Le ministre, Oswaldo Jarrin, a dû s’expliquer après avoir déclaré que ces îles – classées au Patrimoine naturel de l’humanité et d’une grande valeur scientifique – constituaient un « porte-avion naturel », en référence à la convention qui permettra aux appareils militaires américains en mission de se réapprovisionner ou de se poser aux Galapagos.
« Il est de mauvaise foi de dire qu’un détachement permanent (dans l’archipel) est envisagé, que l’on renonce à la souveraineté, ou qu’il se transforme en théâtre de guerre », a affirmé M. Jarrin lors d’une conférence à l’Institut des hautes études nationales (IAEN).
Selon le gouvernement équatorien, le nouvel accord de coopération ne permet pas aux avions américains de lutte anti-drogue de rester sur les îles. Il s’agira d' »un avion, une fois par mois, pas plus de trois jours », a affirmé le ministre.
M. Jarrin a toutefois été convoqué par la commission des relations internationales du parlement afin de s’expliquer sur l’accord avec les Etats-Unis.

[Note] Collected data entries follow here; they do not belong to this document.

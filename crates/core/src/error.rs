use crate::weekday::Weekday;
use chrono::NaiveDateTime;
use clinic_types::{LicenseNumber, PatientId};

/// Why a physician could not take a booking.
///
/// All three causes surface as [`ClinicError::PhysicianUnavailable`]; the reason only
/// refines the message.
#[derive(Debug, Clone, PartialEq, Eq)]
pub enum UnavailableReason {
    UnknownLicense,
    SpecialtyNotOffered { specialty: String },
    NotOnWeekday { specialty: String, weekday: Weekday },
}

impl std::fmt::Display for UnavailableReason {
    fn fmt(&self, f: &mut std::fmt::Formatter<'_>) -> std::fmt::Result {
        match self {
            Self::UnknownLicense => f.write_str("physician not found"),
            Self::SpecialtyNotOffered { specialty } => {
                write!(f, "physician does not practise {specialty}")
            }
            Self::NotOnWeekday { specialty, weekday } => {
                write!(f, "physician does not practise {specialty} on {weekday}")
            }
        }
    }
}

#[derive(Debug, thiserror::Error)]
pub enum ClinicError {
    #[error("invalid input: {0}")]
    Validation(String),
    #[error("duplicate record: {0}")]
    DuplicateRecord(String),
    #[error("invalid specialty: {0}")]
    InvalidSpecialty(String),
    #[error("patient not found: {0}")]
    PatientNotFound(PatientId),
    #[error("physician {license} unavailable: {reason}")]
    PhysicianUnavailable {
        license: LicenseNumber,
        reason: UnavailableReason,
    },
    #[error("physician {license} already has an appointment at {at}")]
    SlotTaken {
        license: LicenseNumber,
        at: NaiveDateTime,
    },
    #[error("invalid prescription: {0}")]
    InvalidPrescription(String),
}

/// The stable error taxonomy exposed to callers.
#[derive(Debug, Clone, Copy, PartialEq, Eq, Hash)]
pub enum ErrorKind {
    Validation,
    DuplicateRecord,
    InvalidSpecialty,
    PatientNotFound,
    PhysicianUnavailable,
    SlotTaken,
    InvalidPrescription,
}

impl ErrorKind {
    pub fn as_str(self) -> &'static str {
        match self {
            Self::Validation => "validation",
            Self::DuplicateRecord => "duplicate_record",
            Self::InvalidSpecialty => "invalid_specialty",
            Self::PatientNotFound => "patient_not_found",
            Self::PhysicianUnavailable => "physician_unavailable",
            Self::SlotTaken => "slot_taken",
            Self::InvalidPrescription => "invalid_prescription",
        }
    }
}

impl std::fmt::Display for ErrorKind {
    fn fmt(&self, f: &mut std::fmt::Formatter<'_>) -> std::fmt::Result {
        f.write_str(self.as_str())
    }
}

impl ClinicError {
    pub fn kind(&self) -> ErrorKind {
        match self {
            Self::Validation(_) => ErrorKind::Validation,
            Self::DuplicateRecord(_) => ErrorKind::DuplicateRecord,
            Self::InvalidSpecialty(_) => ErrorKind::InvalidSpecialty,
            Self::PatientNotFound(_) => ErrorKind::PatientNotFound,
            Self::PhysicianUnavailable { .. } => ErrorKind::PhysicianUnavailable,
            Self::SlotTaken { .. } => ErrorKind::SlotTaken,
            Self::InvalidPrescription(_) => ErrorKind::InvalidPrescription,
        }
    }

    pub(crate) fn unknown_license(license: &LicenseNumber) -> Self {
        Self::PhysicianUnavailable {
            license: license.clone(),
            reason: UnavailableReason::UnknownLicense,
        }
    }
}

pub type ClinicResult<T> = std::result::Result<T, ClinicError>;
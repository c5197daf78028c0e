//! Specialties and the weekdays on which they are practised.

use crate::weekday::Weekday;
use crate::{ClinicError, ClinicResult};
use clinic_types::NonEmptyText;

/// A named practice area plus the weekdays it is offered on.
///
/// Names compare case-insensitively. The weekday set is never empty and keeps the
/// order in which days were first given.
#[derive(Debug, Clone, PartialEq, Eq)]
pub struct Specialty {
    name: NonEmptyText,
    weekdays: Vec<Weekday>,
}

impl Specialty {
    /// Builds a specialty from a name and a list of weekday names.
    ///
    /// Weekday names are matched case-insensitively, blank entries are dropped and
    /// repeated days collapse into one.
    ///
    /// # Errors
    ///
    /// Returns `ClinicError::InvalidSpecialty` if the name is blank, a weekday name is
    /// not recognised, or no weekday remains after dropping blanks.
    pub fn new<I, S>(name: impl AsRef<str>, weekdays: I) -> ClinicResult<Self>
    where
        I: IntoIterator<Item = S>,
        S: AsRef<str>,
    {
        let name = NonEmptyText::new(name)
            .map_err(|_| ClinicError::InvalidSpecialty("specialty name is required".into()))?;

        let mut days = Vec::new();
        for raw in weekdays {
            let raw = raw.as_ref();
            if raw.trim().is_empty() {
                continue;
            }
            let day = raw
                .parse::<Weekday>()
                .map_err(|e| ClinicError::InvalidSpecialty(e.to_string()))?;
            if !days.contains(&day) {
                days.push(day);
            }
        }

        if days.is_empty() {
            return Err(ClinicError::InvalidSpecialty(
                "at least one valid weekday is required".into(),
            ));
        }

        Ok(Self {
            name,
            weekdays: days,
        })
    }

    pub fn name(&self) -> &NonEmptyText {
        &self.name
    }

    pub fn weekdays(&self) -> &[Weekday] {
        &self.weekdays
    }

    pub fn is_named(&self, name: &str) -> bool {
        self.name.eq_ignore_case(name)
    }

    pub fn offered_on(&self, weekday: Weekday) -> bool {
        self.weekdays.contains(&weekday)
    }
}

impl std::fmt::Display for Specialty {
    fn fmt(&self, f: &mut std::fmt::Formatter<'_>) -> std::fmt::Result {
        let days: Vec<&str> = self.weekdays.iter().map(|d| d.as_str()).collect();
        write!(f, "{} (Days: {})", self.name, days.join(", "))
    }
}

Des députés ont en effet manifesté leur préoccupation quant aux éventuelles atteintes à la souveraineté du pays et au fragile écosystème des Galapagos, du fait de la venue régulière d’avions militaires.
Le ministre a rappelé que la Constitution équatorienne interdit l’installation de bases étrangères, telle que celle occupée par les Etats-Unis pendant une décennie dans le port de Manta (ouest), sur la côte Pacifique.
Cette base a été fermée sur décision de l’ex-président Rafael Correa (2007-2017) lorsque, peu après le début de son premier mandat, il n’a pas renouvelé l’accord bilatéral qui permettait aux Américains d’effectuer des vols anti-drogue depuis le territoire équatorien.
La coopération entre Quito et Washington a repris en juin dernier lorsque le président Lenin Moreno a reçu le vice-président des Etats-Unis, Mike Pence, tirant un trait sur l’époque de relations bilatérales tendues sous son prédécesseur.
Depuis septembre, un avion Orion P3 des Etats-Unis effectue des vols de contrôle du narco-trafic et de la pêche illégale depuis le port de Guayaquil (sud-ouest).
M. Jarrin a souligné que par l’archipel « passent les (…) corridors établis pour le narco-trafic » vers l’Amérique Centrale et l’Amérique du Nord. Le plan, a-t-il ajouté, est de « mettre à profit la position géographique, stratégique des Galapagos par rapport au continent » pour lutter contre le narco-trafic.